**Exercise details:** Across the listing below, how many lines include the word "Option"? The answer is that number, with nothing added.

>>

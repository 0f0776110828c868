//! CLI frontend for the plebgen character generator.

mod commands;
mod render;
mod roster;

use std::path::PathBuf;
use std::process;

use clap::{Parser, Subcommand, ValueEnum};

#[derive(Parser)]
#[command(
    name = "plebgen",
    about = "plebgen - tabletop NPC, party and player character generator",
    version,
    propagate_version = true
)]
struct Cli {
    /// Log debug events to stderr (RUST_LOG overrides)
    #[arg(short, long, global = true)]
    verbose: bool,

    /// RNG seed for reproducible output
    #[arg(long, global = true)]
    seed: Option<u64>,

    /// JSON file overriding the built-in tables
    #[arg(long, global = true)]
    tables: Option<PathBuf>,

    /// JSON oracle deck replacing the built-in cards
    #[arg(long, global = true)]
    deck: Option<PathBuf>,

    #[command(subcommand)]
    command: Commands,
}

/// How generated records are printed.
#[derive(Debug, Clone, Copy, PartialEq, Eq, ValueEnum)]
enum Format {
    Text,
    Json,
}

#[derive(Subcommand)]
enum Commands {
    /// Generate a party of non-player characters
    Party {
        /// Force the party size (1 to 12)
        #[arg(short, long)]
        size: Option<usize>,

        /// Force how many members take cultural names
        #[arg(short, long)]
        cultural: Option<usize>,

        /// Force the culture shared by cultural members
        #[arg(long)]
        culture: Option<String>,

        /// Output format
        #[arg(short, long, value_enum, default_value = "text")]
        format: Format,
    },

    /// Generate one non-player character with two oracle draws
    Individual {
        /// Output format
        #[arg(short, long, value_enum, default_value = "text")]
        format: Format,
    },

    /// Generate one player character with two oracle draws
    Player {
        /// Make the character human
        #[arg(long)]
        force_human: bool,

        /// Output format
        #[arg(short, long, value_enum, default_value = "text")]
        format: Format,
    },

    /// Draw oracle cards
    Draw {
        /// Number of cards to draw
        #[arg(short = 'n', long, default_value = "1")]
        count: usize,

        /// Output format
        #[arg(short, long, value_enum, default_value = "text")]
        format: Format,
    },

    /// Roll a dice expression such as 3d6 or 4d6k3
    Roll {
        /// Dice expression
        expr: String,

        /// Number of times to roll
        #[arg(short = 'n', long, default_value = "1")]
        times: usize,
    },

    /// Print the active tables
    Tables {
        /// Print the full tables as JSON
        #[arg(long)]
        json: bool,
    },

    /// Start an interactive generation session
    Session,
}

fn init_tracing(verbose: bool) {
    let default = if verbose { "debug" } else { "warn" };
    tracing_subscriber::fmt()
        .with_env_filter(
            tracing_subscriber::EnvFilter::try_from_default_env()
                .unwrap_or_else(|_| default.into()),
        )
        .with_writer(std::io::stderr)
        .with_target(false)
        .init();
}

fn main() {
    let cli = Cli::parse();
    init_tracing(cli.verbose);

    let ctx = commands::Context::load(cli.tables.as_deref(), cli.deck.as_deref(), cli.seed);

    let result = ctx.and_then(|mut ctx| match cli.command {
        Commands::Party {
            size,
            cultural,
            culture,
            format,
        } => commands::party::run(&mut ctx, size, cultural, culture, format),
        Commands::Individual { format } => commands::individual::run(&mut ctx, format),
        Commands::Player {
            force_human,
            format,
        } => commands::player::run(&mut ctx, force_human, format),
        Commands::Draw { count, format } => commands::draw::run(&mut ctx, count, format),
        Commands::Roll { expr, times } => commands::roll::run(&mut ctx, &expr, times),
        Commands::Tables { json } => commands::tables::run(&ctx, json),
        Commands::Session => commands::session::run(&mut ctx),
    });

    if let Err(e) = result {
        eprintln!("error: {e}");
        process::exit(1);
    }
}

<<

**Solution:** 6